▶ [ACTIVITY]: What you give back must match the data below character for character.

___

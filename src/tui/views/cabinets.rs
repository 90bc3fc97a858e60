//! Cabinets view
//!
//! Record table in store order with the selection cursor.

use ratatui::{
    layout::{Alignment, Constraint, Rect},
    style::{Color, Modifier, Style},
    text::Text,
    widgets::{Block, Borders, Cell, Paragraph, Row, Table},
    Frame,
};

use crate::display::format_signed;
use crate::models::CabinetRecord;
use crate::tui::app::App;

/// Render the cabinets tab
pub fn render(frame: &mut Frame, app: &mut App, area: Rect) {
    let block = Block::default()
        .title(format!(" Cabinets ({}) ", app.store.len()))
        .title_style(
            Style::default()
                .fg(Color::Cyan)
                .add_modifier(Modifier::BOLD),
        )
        .borders(Borders::ALL)
        .border_style(Style::default().fg(Color::Cyan));

    if app.store.is_empty() {
        let text = Paragraph::new("No cabinets yet. Press 'a' to add one.")
            .style(Style::default().fg(Color::DarkGray))
            .alignment(Alignment::Center)
            .block(block);
        frame.render_widget(text, area);
        return;
    }

    let widths = [
        Constraint::Min(18),    // Name
        Constraint::Length(14), // Cabinet
        Constraint::Length(16), // Revenue
        Constraint::Length(15), // Daily
        Constraint::Length(15), // Balance
        Constraint::Length(7),  // Before
        Constraint::Length(7),  // After
    ];

    let cutoff = &app.settings.cutoff_label;
    let bold = Style::default().add_modifier(Modifier::BOLD);
    let header = Row::new(vec![
        Cell::from("Name").style(bold),
        Cell::from("Cabinet").style(bold),
        Cell::from(right("Revenue")).style(bold),
        Cell::from(right("Daily")).style(bold),
        Cell::from(right("Balance")).style(bold),
        Cell::from(right("Before")).style(bold),
        Cell::from(right("After")).style(bold),
    ])
    .style(Style::default().fg(Color::Yellow))
    .height(1);

    let currency = app.settings.currency_symbol.as_str();
    let rows: Vec<Row> = app
        .records()
        .iter()
        .map(|record| record_row(record, currency))
        .collect();

    let table = Table::new(rows, widths)
        .header(header)
        .block(block.title_bottom(format!(" deals split at {} ", cutoff)))
        .highlight_style(
            Style::default()
                .bg(Color::DarkGray)
                .add_modifier(Modifier::BOLD),
        )
        .highlight_symbol("▶ ");

    frame.render_stateful_widget(table, area, &mut app.table_state);
}

fn right(text: impl Into<String>) -> Text<'static> {
    Text::from(text.into()).alignment(Alignment::Right)
}

fn record_row(record: &CabinetRecord, currency: &str) -> Row<'static> {
    let daily_color = if record.daily_revenue.is_negative() {
        Color::Red
    } else {
        Color::Green
    };

    Row::new(vec![
        Cell::from(record.full_name()),
        Cell::from(record.cabinet_label.clone()),
        Cell::from(right(record.total_revenue.format_with_symbol(currency))),
        Cell::from(right(format_signed(record.daily_revenue, currency)))
            .style(Style::default().fg(daily_color)),
        Cell::from(right(record.balance.format_with_symbol(currency))),
        Cell::from(right(record.deals_before_midnight.to_string())),
        Cell::from(right(record.deals_after_midnight.to_string())),
    ])
}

___

▶ [SOLUTION TO THIS TASK]:
filename src/tui/views/cabinets.rs
repository 90bc3fc97a858e60
//! Cabinets view
//!
//! Record table in store order with the selection cursor.

use ratatui::{
    layout::{Alignment, Constraint, Rect},
    style::{Color, Modifier, Style},
    text::Text,
    widgets::{Block, Borders, Cell, Paragraph, Row, Table},
    Frame,
};

use crate::display::format_signed;
use crate::models::CabinetRecord;
use crate::tui::app::App;

/// Render the cabinets tab
pub fn render(frame: &mut Frame, app: &mut App, area: Rect) {
    let block = Block::default()
        .title(format!(" Cabinets ({}) ", app.store.len()))
        .title_style(
            Style::default()
                .fg(Color::Cyan)
                .add_modifier(Modifier::BOLD),
        )
        .borders(Borders::ALL)
        .border_style(Style::default().fg(Color::Cyan));

    if app.store.is_empty() {
        let text = Paragraph::new("No cabinets yet. Press 'a' to add one.")
            .style(Style::default().fg(Color::DarkGray))
            .alignment(Alignment::Center)
            .block(block);
        frame.render_widget(text, area);
        return;
    }

    let widths = [
        Constraint::Min(18),    // Name
        Constraint::Length(14), // Cabinet
        Constraint::Length(16), // Revenue
        Constraint::Length(15), // Daily
        Constraint::Length(15), // Balance
        Constraint::Length(7),  // Before
        Constraint::Length(7),  // After
    ];

    let cutoff = &app.settings.cutoff_label;
    let bold = Style::default().add_modifier(Modifier::BOLD);
    let header = Row::new(vec![
        Cell::from("Name").style(bold),
        Cell::from("Cabinet").style(bold),
        Cell::from(right("Revenue")).style(bold),
        Cell::from(right("Daily")).style(bold),
        Cell::from(right("Balance")).style(bold),
        Cell::from(right("Before")).style(bold),
        Cell::from(right("After")).style(bold),
    ])
    .style(Style::default().fg(Color::Yellow))
    .height(1);

    let currency = app.settings.currency_symbol.as_str();
    let rows: Vec<Row> = app
        .records()
        .iter()
        .map(|record| record_row(record, currency))
        .collect();

    let table = Table::new(rows, widths)
        .header(header)
        .block(block.title_bottom(format!(" deals split at {} ", cutoff)))
        .highlight_style(
            Style::default()
                .bg(Color::DarkGray)
                .add_modifier(Modifier::BOLD),
        )
        .highlight_symbol("▶ ");

    frame.render_stateful_widget(table, area, &mut app.table_state);
}

fn right(text: impl Into<String>) -> Text<'static> {
    Text::from(text.into()).alignment(Alignment::Right)
}

fn record_row(record: &CabinetRecord, currency: &str) -> Row<'static> {
    let daily_color = if record.daily_revenue.is_negative() {
        Color::Red
    } else {
        Color::Green
    };

    Row::new(vec![
        Cell::from(record.full_name()),
        Cell::from(record.cabinet_label.clone()),
        Cell::from(right(record.total_revenue.format_with_symbol(currency))),
        Cell::from(right(format_signed(record.daily_revenue, currency)))
            .style(Style::default().fg(daily_color)),
        Cell::from(right(record.balance.format_with_symbol(currency))),
        Cell::from(right(record.deals_before_midnight.to_string())),
        Cell::from(right(record.deals_after_midnight.to_string())),
    ])
}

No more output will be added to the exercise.